Start of Block

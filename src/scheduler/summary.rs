//! Point-in-time scheduler summaries for the monitor.
//!
//! A summary snapshots every observable piece of scheduler state. The
//! monitor keeps the previous snapshot and records a new one only when
//! [`SchedSummary::same`] says something changed; the URL listing is
//! excluded from that comparison and only rendered by [`SchedSummary::detail`].

use std::fmt;

use crate::args::{ChannelArgs, PoolArgs};

#[derive(Debug, Clone)]
pub struct SchedSummary {
    prefix: String,
    running: bool,
    channel_args: ChannelArgs,
    pool_args: PoolArgs,
    crawl_depth: u32,
    chanman_summary: String,
    req_cache_summary: String,
    dl_pool_used: u32,
    dl_pool_total: u32,
    analyzer_pool_used: u32,
    analyzer_pool_total: u32,
    item_pipeline_summary: String,
    url_count: usize,
    url_detail: String,
    stop_sign_summary: String,
    dropped_errors: u64,
}

impl SchedSummary {
    #[allow(clippy::too_many_arguments)]
    pub(crate) fn new(
        prefix: &str,
        running: bool,
        channel_args: ChannelArgs,
        pool_args: PoolArgs,
        crawl_depth: u32,
        chanman_summary: String,
        req_cache_summary: String,
        dl_pool_used: u32,
        dl_pool_total: u32,
        analyzer_pool_used: u32,
        analyzer_pool_total: u32,
        item_pipeline_summary: String,
        urls: Vec<String>,
        stop_sign_summary: String,
        dropped_errors: u64,
    ) -> Self {
        let url_count = urls.len();
        let url_detail = if url_count > 0 {
            let mut detail = String::from("\n");
            for url in urls {
                detail.push_str(prefix);
                detail.push_str(prefix);
                detail.push_str(&url);
                detail.push('\n');
            }
            detail
        } else {
            "\n".to_string()
        };
        SchedSummary {
            prefix: prefix.to_string(),
            running,
            channel_args,
            pool_args,
            crawl_depth,
            chanman_summary,
            req_cache_summary,
            dl_pool_used,
            dl_pool_total,
            analyzer_pool_used,
            analyzer_pool_total,
            item_pipeline_summary,
            url_count,
            url_detail,
            stop_sign_summary,
            dropped_errors,
        }
    }

    fn render(&self, detail: bool) -> String {
        let prefix = &self.prefix;
        let urls = if detail {
            self.url_detail.clone()
        } else {
            "<concealed>\n".to_string()
        };
        format!(
            "{prefix}Running: {}\n\
             {prefix}Channel args: {}\n\
             {prefix}Pool args: {}\n\
             {prefix}Crawl depth: {}\n\
             {prefix}Channels manager: {}\n\
             {prefix}Request cache: {}\n\
             {prefix}Downloader pool: {}/{}\n\
             {prefix}Analyzer pool: {}/{}\n\
             {prefix}Item pipeline: {}\n\
             {prefix}Urls({}): {}\
             {prefix}Stop sign: {}\n\
             {prefix}Dropped errors: {}\n",
            self.running,
            self.channel_args,
            self.pool_args,
            self.crawl_depth,
            self.chanman_summary,
            self.req_cache_summary,
            self.dl_pool_used,
            self.dl_pool_total,
            self.analyzer_pool_used,
            self.analyzer_pool_total,
            self.item_pipeline_summary,
            self.url_count,
            urls,
            self.stop_sign_summary,
            self.dropped_errors,
        )
    }

    /// The summary with the URL listing concealed.
    pub fn brief(&self) -> String {
        self.render(false)
    }

    /// The summary with every seen URL listed.
    pub fn detail(&self) -> String {
        self.render(true)
    }

    /// Whether this snapshot is observably equal to another. The URL listing
    /// text is ignored; the URL count is not.
    pub fn same(&self, other: &SchedSummary) -> bool {
        self.running == other.running
            && self.channel_args == other.channel_args
            && self.pool_args == other.pool_args
            && self.crawl_depth == other.crawl_depth
            && self.chanman_summary == other.chanman_summary
            && self.req_cache_summary == other.req_cache_summary
            && self.dl_pool_used == other.dl_pool_used
            && self.dl_pool_total == other.dl_pool_total
            && self.analyzer_pool_used == other.analyzer_pool_used
            && self.analyzer_pool_total == other.analyzer_pool_total
            && self.item_pipeline_summary == other.item_pipeline_summary
            && self.url_count == other.url_count
            && self.stop_sign_summary == other.stop_sign_summary
            && self.dropped_errors == other.dropped_errors
    }

    pub fn running(&self) -> bool {
        self.running
    }

    pub fn url_count(&self) -> usize {
        self.url_count
    }

    pub fn downloader_pool(&self) -> (u32, u32) {
        (self.dl_pool_used, self.dl_pool_total)
    }

    pub fn analyzer_pool(&self) -> (u32, u32) {
        (self.analyzer_pool_used, self.analyzer_pool_total)
    }

    pub fn dropped_errors(&self) -> u64 {
        self.dropped_errors
    }
}

impl fmt::Display for SchedSummary {
    fn fmt(&self, f: &mut fmt::Formatter<'_>) -> fmt::Result {
        f.write_str(&self.brief())
    }
}

#[cfg(test)]
mod tests {
    use super::*;

    fn summary(urls: Vec<String>, dl_used: u32) -> SchedSummary {
        SchedSummary::new(
            " ",
            true,
            ChannelArgs::new(10, 10, 10, 10),
            PoolArgs::new(3, 3),
            1,
            "status: initialized".into(),
            "status: open, length: 0, capacity: 0".into(),
            dl_used,
            3,
            0,
            3,
            "failFast: true".into(),
            urls,
            "signed: false".into(),
            0,
        )
    }

    #[test]
    fn brief_conceals_urls_and_detail_lists_them() {
        let snapshot = summary(vec!["http://example.com/".into()], 0);
        assert!(snapshot.brief().contains("Urls(1): <concealed>"));
        assert!(snapshot.detail().contains("http://example.com/"));
    }

    #[test]
    fn same_ignores_url_text_but_not_url_count() {
        let first = summary(vec!["http://example.com/a".into()], 0);
        let second = summary(vec!["http://example.com/b".into()], 0);
        assert!(first.same(&second));

        let more = summary(
            vec!["http://example.com/a".into(), "http://example.com/b".into()],
            0,
        );
        assert!(!first.same(&more));
    }

    #[test]
    fn same_sees_pool_occupancy_changes() {
        let idle = summary(Vec::new(), 0);
        let busy = summary(Vec::new(), 2);
        assert!(!idle.same(&busy));
    }
}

End of Block

* TASK STATEMENT: If a line in the material contains "busy", show it.

* EXERCISE ANSWER:
        let busy = summary(Vec::new(), 2);
        assert!(!idle.same(&busy));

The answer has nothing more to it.